What Are Google and Verizon Up To? 120
Posted
by
Soulskill
from the what-aren't-they-up-to dept.
from the what-aren't-they-up-to dept.
pickens writes "Robert X. Cringley has an op-ed in the NY Times in which he contends that Google has found a way to get special treatment from Verizon without actually compromising net neutrality, by beginning to co-locate some of their portable data centers with Verizon network hubs. 'With servers so close to users, Google could not only send its data faster but also avoid sending it over the Internet backbone that connects service providers and for which they all pay,' writes Cringley. 'This would save space for other traffic — and money for both Verizon and Google, as their backbone bills decline (wishful thinking, but theoretically possible). Net neutrality would be not only intact, but enhanced.' So why won't Google and Verizon admit what they're up to? 'If my guess is right, then I would think they're silent because it's a secret. They'd rather their competitors not know until a few hundred shipping containers are in place — and suddenly YouTube looks more like HBO.'"
What a question! (Score:3, Insightful)
So why won't Google and Verizon admit what they're up to?
Question is: Do they have to? I doubt they do.
Verizon's bad psychology (Score:5, Insightful)
Verizon would have been better served all along by approaching this from a positive angle along the lines of "how we can get your content to our users, faster" than "you are screwing us by not paying us." Everyone likes a company that says "what can we do for you" a lot better than one that stamps its feet like a brat.
Re:Google TV (Score:2, Insightful)
And Google as well. At least up here in Canada. Google is leaps and bounds ahead of Akamai when it comes to setting things up though.
How does Google get the data to its servers? (Score:2, Insightful)
Don't be evil? (Score:0, Insightful)
A big secret deal with Verizon involving thousands of servers...
Evil.
How is this different? (Score:5, Insightful)
I'm sorry, but how is this fundamentally different from the sort of tiered service that net-neutrality advocates worry about? Google pays Verizon a substantial sum of money, and in return Google gets preferential access to the network in the form of local datacenters. This gives Google an advantage over competing providers /provided that the bottleneck is in the peering or backbone connections/. Given that Verizon FIOS seems to have substantial excess fiber capacity within its network, that seems like a likely scenario. (Wireless less so.)

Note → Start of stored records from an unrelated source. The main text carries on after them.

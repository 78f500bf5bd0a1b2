//! Core functionality of the console
//!
//! This module contains the management model primitives, the dispatcher
//! boundary and the components built on top of them.

pub mod access_control;
pub mod dispatcher;
pub mod dmr;
pub mod environment;
pub mod events;
pub mod flow;
pub mod runtime;
pub mod topology;
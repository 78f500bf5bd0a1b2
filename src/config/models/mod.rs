//! Configuration data models
//!
//! This module defines all configuration structures used by the console core.

#![allow(missing_docs)]

pub mod console;
pub mod environment;
pub mod events;
pub mod logging;
pub mod timeouts;

// Re-export all configuration types
pub use console::*;
pub use environment::*;
pub use events::*;
pub use logging::*;
pub use timeouts::*;

/// Default user name when none is configured
pub fn default_user_name() -> String {
    "admin".to_string()
}

/// Default reload timeout base in seconds
pub fn default_reload_base_secs() -> u64 {
    8
}

/// Default restart timeout base in seconds
pub fn default_restart_base_secs() -> u64 {
    12
}

/// Additional timeout per running server in seconds
pub fn default_per_server_secs() -> u64 {
    4
}

pub fn default_poll_interval_ms() -> u64 {
    500
}

/// Delay between closing one dialog and opening the next
pub fn default_dialog_delay_ms() -> u64 {
    111
}

pub fn default_topology_timeout_ms() -> u64 {
    5000
}

pub fn default_loading_delay_ms() -> u64 {
    500
}

pub fn default_event_capacity() -> usize {
    1000
}

pub fn default_log_level() -> String {
    "info".to_string()
}
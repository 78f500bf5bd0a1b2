//! Integration tests for hal-console
//!
//! These tests run complete console sessions against the in-memory
//! management model in `common`.

pub mod access_control_tests;
pub mod config_tests;
pub mod host_actions_tests;
pub mod pipeline_tests;
pub mod topology_tests;
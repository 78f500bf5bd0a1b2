//! Pipeline context

use crate::core::dispatcher::ResourceStatus;
use crate::core::dmr::ResourceAddress;
use crate::utils::error::{ConsoleError, Result};
use std::collections::HashMap;

/// State shared by the steps of one pipeline run
#[derive(Debug, Default)]
pub struct FlowContext {
    statuses: HashMap<ResourceAddress, ResourceStatus>,
    completed: Vec<String>,
    skipped: Vec<String>,
}

impl FlowContext {
    pub fn new() -> Self {
        Self::default()
    }

    /// Remember the probed status of `address`
    pub fn record_status(&mut self, address: ResourceAddress, status: ResourceStatus) {
        self.statuses.insert(address, status);
    }

    pub fn status(&self, address: &ResourceAddress) -> Option<ResourceStatus> {
        self.statuses.get(address).copied()
    }

    /// Status recorded by an earlier check; missing checks are a wiring error
    pub fn require_status(&self, address: &ResourceAddress) -> Result<ResourceStatus> {
        self.status(address).ok_or_else(|| {
            ConsoleError::internal(format!("No status recorded for {}", address))
        })
    }

    pub(crate) fn mark_completed(&mut self, step: &str) {
        self.completed.push(step.to_string());
    }

    pub(crate) fn mark_skipped(&mut self, step: &str) {
        self.skipped.push(step.to_string());
    }

    /// Names of the steps that ran to completion, in order
    pub fn completed(&self) -> &[String] {
        &self.completed
    }

    /// Names of conditional steps whose condition did not hold
    pub fn skipped(&self) -> &[String] {
        &self.skipped
    }
}
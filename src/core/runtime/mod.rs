//! Runtime operations against hosts
//!
//! ## Module Structure
//!
//! - `pending`: Hosts and servers with an action in flight
//! - `dialog`: The [`Confirmation`] seam asked before every action
//! - `timeout`: [`TimeoutHandler`], pinging until a target answers again
//! - `host_actions`: [`HostActions`], reload and restart of hosts

mod dialog;
mod host_actions;
mod pending;
mod timeout;

pub use dialog::{AutoConfirm, Confirmation};
pub use host_actions::{
    ActionCallbacks, AfterAction, BeforeAction, HostActionOutcome, HostActions, host_timeout, ping,
};
pub use pending::PendingActions;
pub use timeout::{Ping, PollOutcome, TimeoutHandler};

There's a finite amount of room at Verizon's data centers, so I imagine they'll be able to charge plenty of money for this, and that smaller providers will be locked out (or will have to pay fractionally, e.g., through an already-colocated service like Akamai). Verizon gets a new profit center and Verizon users pay for it invisibly through advertising and the cost of any services that Google eventually offers for pay. Which is the truly worrisome aspect of net non-neutrality.
Obviously this is only one step on the road to ISP-controlled, for-profit, tiered service. But it's in the same spirit, and it may be that Google has made it clear they're willing to pay for access to those networks.
Re:How is this different? (Score:5, Insightful)
I'm sorry, but how is this fundamentally different from the sort of tiered service that net-neutrality advocates worry about? Google pays Verizon a substantial sum of money, and in return Google gets preferential access to the network in the form of local datacenters.
This is different in that Google actually paid for something physical and not just a 'It'd be a shame if your nice internet caught on fire' protection scheme. What *I* feared about a lack of net neutrality wasn't Google getting faster because they paid, but everyone else getting slower. These large communication companies have a history of trying to sell the same infrastructure as many times as they can. This is different in that new infrastructure was created instead of old infrastructure unfairly and arbitrarily reapportioned.
Re:How is this different? (Score:2, Insightful)
The difference is that the favouring of Google's traffic isn't artificial. In the classical net neutrality scenario, speeding up one company's traffic requires little or no effort on the part of the ISP--the pipes must already exist that can handle such faster traffic, so in reality they're slowing down their competitors by denying access to these pipes. When you colocate a server, though, that actually *does* cost power, physical space, server insurance, et cetera, and the benefits aren't gained by preferential throttling on the part of the ISP. They can't really be held accountable for convenient network topology. It's true this is a little bit of a grey area, but I think my logic is pretty sound.
Newsflash: This is common practice (Score:5, Insightful)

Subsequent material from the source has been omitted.